Job Profiles - Actuaries
The Actuarial Profession − making financial sense of the future
Actuaries apply their statistical and mathematical expertise and knowledge to the financial world. They look at what's happened in the past and use it to make predictions about the future, developing business strategies which are appropriate given the risks involved and their probabilities of occurring.
The mathematicians and economists can, of course, suggest all sorts of models and approaches, and there are specialist IT actuarial packages which make traditional numbercrunching tasks less time-consuming. However it is the actuary who will need to choose the specific methods and data to use, so as to be able to stand by the results and accept the reallife consequences of them being wrong. So the actuary is very much a person of judgement rather than one who simply applies technique.
Correspondingly, actuaries will usually have responsible, senior and well-respected positions in organisations.
To qualify as an actuary, a candidate must pass a set of professional examinations. There are several papers covering many areas. Exemptions may be available from some of the papers, depending on a candidate's previous qualifications.
What does this career entail?
Actuaries develop a sound understanding of the financial world and the skills to solve business problems. They are required to analyse data to interpret the past, create models to forecast the future, assess risks, estimate outcomes and communicate facts, ideas and recommendations in a way that can be understood by actuaries and non-actuaries alike. They work in many areas that directly benefit the public, including life and non-life insurance, advising pension funds, savings, capital projects, investment, healthcare and risk management. Such work offers management opportunities, often at boardroom level, with actuaries having a commercial as well as technical role.
The variety and choice of rewarding opportunities available mean that it's a stable profession, with very few actuaries unemployed or feeling the need to leave the actuarial world. The actuarial qualification is an excellent and widely recognised base for a business career. Details about actuarial work in a number of key sectors follow.
Life assurance companies provide pensions, life assurance and other financial services. Actuaries are involved at all stages in the product development and in the pricing, risk assessment and marketing of the products. In addition, actuaries fill key roles in financial management and the investment of policyholders' money: developing strategies that ensure customers get a good return. It is a legislative requirement that each UK life office has an "Appointed Actuary". The Appointed Actuary has the statutory responsibility for certifying that the company can pay claims and for ensuring that the many millions of pounds invested by policyholders is secure, and is required to represent the policyholders' interests. In an increasingly global business world, mergers between life companies are becoming more frequent. However, when life offices are bought and sold or life funds merged, actuaries tend to be retained by both sides.
Actuaries are increasingly involved in taking a view of the whole market in order to assess a particular company's competitive position. They can achieve this by analysing the statutory and regulatory returns made by life assurance companies to the Stock Market and the Financial Services Authority. This analysis is often supplemented by visits to meet a company's senior management face to face.
General insurance is a rapidly growing area of employment for actuaries, both within insurance companies and at Lloyd's, where they also have certain statutory duties.
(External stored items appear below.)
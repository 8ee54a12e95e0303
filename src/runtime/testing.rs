//! Mock implementations for testing
//!
//! These mocks enable end-to-end session tests without real I/O.

use std::sync::atomic::{AtomicBool, Ordering};
use std::sync::Mutex;

use async_trait::async_trait;

use super::traits::*;
use crate::db::{ApplicationSummary, NewApplication, User, UserPatch};
use crate::state_machine::UserId;
use crate::texts::MenuButton;

/// One recorded outbound transport call.
#[derive(Debug, Clone, PartialEq, Eq)]
pub enum Outbound {
    Text {
        user: UserId,
        text: String,
    },
    Menu {
        user: UserId,
        text: String,
        codes: Vec<String>,
    },
    EditMenu {
        user: UserId,
        text: String,
        codes: Vec<String>,
    },
    ContactRequest {
        user: UserId,
        text: String,
    },
    RemoveInput {
        user: UserId,
        text: String,
    },
    Direct {
        recipient: UserId,
        text: String,
    },
}

/// Transport that records every call in order.
#[derive(Default)]
pub struct RecordingTransport {
    sent: Mutex<Vec<Outbound>>,
    fail_direct: AtomicBool,
}

impl RecordingTransport {
    pub fn new() -> Self {
        Self::default()
    }

    /// Make subsequent `direct_message` calls fail.
    pub fn fail_direct_messages(&self) {
        self.fail_direct.store(true, Ordering::SeqCst);
    }

    pub fn recorded(&self) -> Vec<Outbound> {
        self.sent.lock().unwrap().clone()
    }

    /// Text of every call addressed to `user`, in send order.
    pub fn texts_for(&self, user: UserId) -> Vec<String> {
        self.recorded()
            .into_iter()
            .filter_map(|o| match o {
                Outbound::Text { user: u, text }
                | Outbound::Menu { user: u, text, .. }
                | Outbound::EditMenu { user: u, text, .. }
                | Outbound::ContactRequest { user: u, text }
                | Outbound::RemoveInput { user: u, text } => (u == user).then_some(text),
                Outbound::Direct { recipient, text } => (recipient == user).then_some(text),
            })
            .collect()
    }

    fn record(&self, outbound: Outbound) {
        self.sent.lock().unwrap().push(outbound);
    }
}

fn codes(buttons: &[MenuButton]) -> Vec<String> {
    buttons.iter().map(|b| b.code.clone()).collect()
}

#[async_trait]
impl Transport for RecordingTransport {
    async fn send_text(&self, user: UserId, text: &str) -> Result<(), String> {
        self.record(Outbound::Text {
            user,
            text: text.to_string(),
        });
        Ok(())
    }

    async fn send_menu(
        &self,
        user: UserId,
        text: &str,
        buttons: &[MenuButton],
    ) -> Result<(), String> {
        self.record(Outbound::Menu {
            user,
            text: text.to_string(),
            codes: codes(buttons),
        });
        Ok(())
    }

    async fn edit_menu(
        &self,
        user: UserId,
        text: &str,
        buttons: &[MenuButton],
    ) -> Result<(), String> {
        self.record(Outbound::EditMenu {
            user,
            text: text.to_string(),
            codes: codes(buttons),
        });
        Ok(())
    }

    async fn request_contact(&self, user: UserId, text: &str, _button: &str) -> Result<(), String> {
        self.record(Outbound::ContactRequest {
            user,
            text: text.to_string(),
        });
        Ok(())
    }

    async fn remove_input(&self, user: UserId, text: &str) -> Result<(), String> {
        self.record(Outbound::RemoveInput {
            user,
            text: text.to_string(),
        });
        Ok(())
    }

    async fn direct_message(&self, recipient: UserId, text: &str) -> Result<(), String> {
        if self.fail_direct.load(Ordering::SeqCst) {
            return Err("direct channel closed".to_string());
        }
        self.record(Outbound::Direct {
            recipient,
            text: text.to_string(),
        });
        Ok(())
    }
}

// ============================================================================
// Flaky Storage
// ============================================================================

/// Storage wrapper whose `insert_application` can be made to fail.
#[derive(Clone)]
pub struct FlakyStorage<S: Storage> {
    inner: S,
    fail_inserts: std::sync::Arc<AtomicBool>,
}

impl<S: Storage> FlakyStorage<S> {
    pub fn new(inner: S) -> Self {
        Self {
            inner,
            fail_inserts: std::sync::Arc::new(AtomicBool::new(false)),
        }
    }

    pub fn fail_inserts(&self) {
        self.fail_inserts.store(true, Ordering::SeqCst);
    }
}

#[async_trait]
impl<S: Storage> UserStore for FlakyStorage<S> {
    async fn upsert_user(&self, user_id: UserId, patch: &UserPatch) -> Result<(), String> {
        self.inner.upsert_user(user_id, patch).await
    }

    async fn get_user(&self, user_id: UserId) -> Result<Option<User>, String> {
        self.inner.get_user(user_id).await
    }
}

#[async_trait]
impl<S: Storage> ApplicationStore for FlakyStorage<S> {
    async fn insert_application(
        &self,
        user_id: UserId,
        app: &NewApplication,
    ) -> Result<i64, String> {
        if self.fail_inserts.load(Ordering::SeqCst) {
            return Err("disk full".to_string());
        }
        self.inner.insert_application(user_id, app).await
    }

    async fn list_applications(&self) -> Result<Vec<ApplicationSummary>, String> {
        self.inner.list_applications().await
    }
}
General insurance includes personal insurance, such as home and motor insurance, as well as insurance for large commercial risks. As there are many different factors which can affect the size and number of claims, general insurance companies employ actuaries to assist with their financial management, in particular in connection with premium rating and reserving. Actuarial and statistical techniques are used extensively in the analysis of often substantial amounts of available data. This analysis is then used to rate the risks and to ensure that claims reserves are adequate. Increasingly actuaries are being asked to provide formal opinions on the technical provisions for general insurance companies. They are also involved
in sales and purchases of general insurance companies.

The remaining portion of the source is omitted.